I decided I can't deal with this other kid. I know and understand it is nit his fault, and I feel awful bc this kid was born with special needs as he is deaf. This OW is the worst ( aren't they all?) but this one seriously is. My husband is no saint, and if she got oregnant on purpose that doesn not change anything bc he still decided to go have unprotected sex with her.
But anyway, it's been a rollercoaster of emotions for me. One day i feel angry and mad and just want to hurt him and hurt her (if you see my other post you'll se she is an illegal immigrant) so i want her to get fired or deported or whatever. The next day i feel like is 100% his fault and i want to hurt him emotionally... I feel like i want to just run away and cheat on him so he knows how it feels... Next thing i know i feel bad again about all of it and blame myself because of how our marriage was not in a good place last year when he had these affairs. So it has been not fun at sll coping with all these mixed emotions.
But i came down to this (and again you'll need to read the other post to understand wuite better ) but i decided i dont want this other child in our lives, it is not fair and it won't do any good to my familyz, my sons don't need to know what his dad did and i sure dont want my famiy to know about it either. She got and stayed pregnan on purpose. I understand he has to oay child suppoirt and all that, but he doesnt want to know about this kid either (i kniw he sounds like the worst man in the world and he is ni saint) but he is ashamed of what he did and he had like a really bad realationship with this woman. She is an alcoholic and i just found out that she knew he was married the whole time! I talked to her and confronted hr about it in a mature decent way. Never offended her, never said anything bad to her. But this woman just filed for child support because she is on welfare and they told her she had to file for child support (of course the gov doesnt want to give money to anybody, specially illegal immigrants) so she told me she kust wants the miney, she doesnt want him to be in the kids life, but if he files for custody too snd the judge says he has rights over this child then she'll be ok with it.
She is taking him to court, they have to appear in court next month. She knows that if she ever faces deportation that child will stay with my husband since he is the father and would have custody too. She said thats her worse fear. So i told her that if all she wanted was the money we coud make an agreement in which he had nothing to do with the kid but he would still pay for diapers, food, wipes and clothing. She told me she was going to let me know. 
My life is a mess right niw, i forgave him and for some reason he thinks we can act like nothing ever happen. He jokes around, he takes the kids to the playground, goes for take out food, and pretty much it feels like nothing happen. I told him we were going to work things out, but i dont think he has the right to be so happy aroud the house. As i feel right now i just want to leave his ass to see if he realizes that he has to deal with this too. 
I want to make myself feel better thinking that this kid is also better off knowing his dads. That he doesnt need to kniw his mom was with a marreid man and this man still decided to stay with his family. Nut i dont ow if that is true. 
Am I awful because I dont want this kid in our family? I really dnt want to hurt my children by kniwing what his dad did. Please help!


----------



## PastOM (Apr 12, 2013)

Sorry that you find yourself here and in this situation.

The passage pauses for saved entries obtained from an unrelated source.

impl Parser {
    pub fn new(source_path: String) -> Self {
        Parser {
            source_path,
            escaped_headings: false,
        }
    }

    /// Parse all the notes in the given text.
    pub fn parse(&self, text: &str) -> Result<ParsedFile, ParserError> {
        let mut output = Output::default();
        let mut state = State::ExpectingPropertyOrStructure { block: None };
        for (line_num, line) in text.lines().enumerate() {
            let in_fence = matches!(state, State::InFencedBlock { .. });
            let line = Line::read(line, in_fence);
            state = self.parse_line(state, line, line_num, &mut output)?;
        }
        self.finalize(state, &mut output);
        Ok(ParsedFile {
            defaults: output.defaults,
            blocks: output.blocks,
            fieldless: output.fieldless,
        })
    }

    fn parse_line(
        &self,
        state: State,
        line: Line,
        line_num: usize,
        output: &mut Output,
    ) -> Result<State, ParserError> {
        match state {
            State::ExpectingPropertyOrStructure { block } => match line {
                Line::FenceOpen(_) => Ok(State::InFencedBlock {
                    outer: Box::new(State::ExpectingPropertyOrStructure { block }),
                }),
                Line::Property { key, value, .. } => match block {
                    Some(mut block) => {
                        block.properties.set(key, value);
                        Ok(State::ExpectingPropertyOrStructure { block: Some(block) })
                    }
                    None => {
                        output.defaults.set(key, value);
                        Ok(State::ExpectingPropertyOrStructure { block: None })
                    }
                },
                Line::Heading {
                    level: 1, title, ..
                } => {
                    if let Some(block) = block {
                        output.close_block(block);
                    }
                    Ok(State::ExpectingPropertyOrStructure {
                        block: Some(OpenBlock::new(title)),
                    })
                }
                Line::Heading {
                    level: 2, title, ..
                } => match block {
                    Some(block) => self.open_field(block, title, line_num),
                    None => Err(ParserError::new(
                        format!("Found field heading '{title}' before any note heading."),
                        self.source_path.clone(),
                        line_num,
                    )),
                },
                // Stray content outside of any field.
                Line::Heading { .. } | Line::FenceClose(_) | Line::Text(_) => {
                    let block = block.map(|mut block| {
                        block.skipped_text |= !line.raw().trim().is_empty();
                        block
                    });
                    Ok(State::ExpectingPropertyOrStructure { block })
                }
            },
            State::InFieldBody { block, mut field } => match line {
                Line::FenceOpen(text) => {
                    field.push_line(text);
                    Ok(State::InFencedBlock {
                        outer: Box::new(State::InFieldBody { block, field }),
                    })
                }
                Line::Heading {
                    level: 1, title, ..
                } => {
                    output.close_block(block.with_field(field));
                    Ok(State::ExpectingPropertyOrStructure {
                        block: Some(OpenBlock::new(title)),
                    })
                }
                Line::Heading {
                    level: 2, title, ..
                } => self.open_field(block.with_field(field), title, line_num),
                Line::Text(text) if self.escaped_headings => {
                    field.push_line(unescape_field_line(text));
                    Ok(State::InFieldBody { block, field })
                }
                // Deeper headings and property-like lines are field content.
                other => {
                    field.push_line(other.raw());
                    Ok(State::InFieldBody { block, field })
                }
            },
            State::InFencedBlock { mut outer } => {
                outer.push_line(line.raw());
                match line {
                    Line::FenceClose(_) => Ok(*outer),
                    _ => Ok(State::InFencedBlock { outer }),
                }
            }
        }
    }

    fn open_field(
        &self,
        block: OpenBlock,
        title: &str,
        line_num: usize,
    ) -> Result<State, ParserError> {
        if block.has_field(title) {
            return Err(ParserError::new(
                format!("Duplicate field '{title}' in note '{}'.", block.title),
                self.source_path.clone(),
                line_num,
            ));
        }
        Ok(State::InFieldBody {
            block,
            field: OpenField::new(title),
        })
    }

    fn finalize(&self, state: State, output: &mut Output) {
        match state {
            State::ExpectingPropertyOrStructure { block } => {
                if let Some(block) = block {
                    output.close_last_block(block);
                }
            }
            State::InFieldBody { block, field } => {
                output.close_last_block(block.with_field(field));
            }
            State::InFencedBlock { outer } => {
                log::warn!("{}: file ended inside a code fence", self.source_path);
                self.finalize(*outer, output);
            }
        }
    }
}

You are doing all the work, and should not be. There is no free pass for your H here!

My view is that no matter what you think or feel, no matter what the OW thinks or feels, no matter what your H thinks or feels - the only thing that matters is the welfare of the child.

I would get a paternity test to be sure that it is your H's, and if so, tell your H that he IS responsible for the child, and should pay the child support, and be involved in the welfare of the child. If the OW is deported, then you will have to make the choice of what to do - you should either accept it into your family or divorce H and let him be a single dad to it, along with shared custody of your kids.

This is one of the rare situations that I advocate getting over yourselves and focusing on something outside of your marriage. Apportioning blame matters not here - the best interests of the child is all that matters.

Good Luck!


----------



## calmwinds (Dec 10, 2012)

This woman will not be deported, she has an anchor baby now.


----------



## Shaggy (Jul 17, 2011)

Sorry about your very awful situation.

Has a DNA test verified your husband is the kids father?

Why are you staying with your husband? In the short time you've been married he's now cheated twice and he has ZERO remorse about cheating. So why are you staying? The chances are good he will cheat again , he may even father yet more kids. 

Is he super rich? Is he the best lover? We can rule out best husband since he failed that one.

So why are you staying with him?


----------



## sunshinetoday (Mar 7, 2012)

No matter what people are going to tell you here:

Your husband has to pay child support. That is it. He doesn't have to see the OW or the child. Neither do you. 

So that is your choice. And good luck to you.


----------



## Thumper (Mar 23, 2013)

Well you sound torn between staying with him or helping him deal with a situation he put himself in. Not sure why your doing either to be honest. 2 years and your already dealing with this?? Show him the street and move on for your own piece of sanity/respect. I just cant see how any of this can get you to a better place. I know its a confusing time, and it hurts to say the least, but you'll never be able to trust him anymore anyways. What kind of marriage is that?


----------



## Kobo (May 13, 2010)

If you can't deal with the child then divorce your husband. Not dealing with the child is not dealing with the affair. On top of that this is a special needs child which will need more time, money, effort from both parents. You can't separate your Reconciliation with your husband from the consequences of his divorce.


----------



## daisygirl 41 (Aug 5, 2011)

Wow, your H cheated twice within 2 years of marriage? Your still supposed to be in your honeymoon period. I think you really need to consider if the marriage is worth saving or if its best to get out now while you are young.
This woman and child won't be going away anytime soon and your H should pay her child support. You said it's not his fault? Then whose fault is it?
I'm sorry but I think you have a serial cheater on your hands.
_Posted via Mobile Device_


----------



## Will_Kane (Feb 26, 2012)

Nani86 said:


> I want to make myself feel better thinking that this kid is also better off knowing his dads. That he doesnt need to kniw his mom was with a marreid man and this man still decided to stay with his family. Nut i dont ow if that is true.
> Am I awful because I dont want this kid in our family? I really dnt want to hurt my children by kniwing what his dad did. Please help!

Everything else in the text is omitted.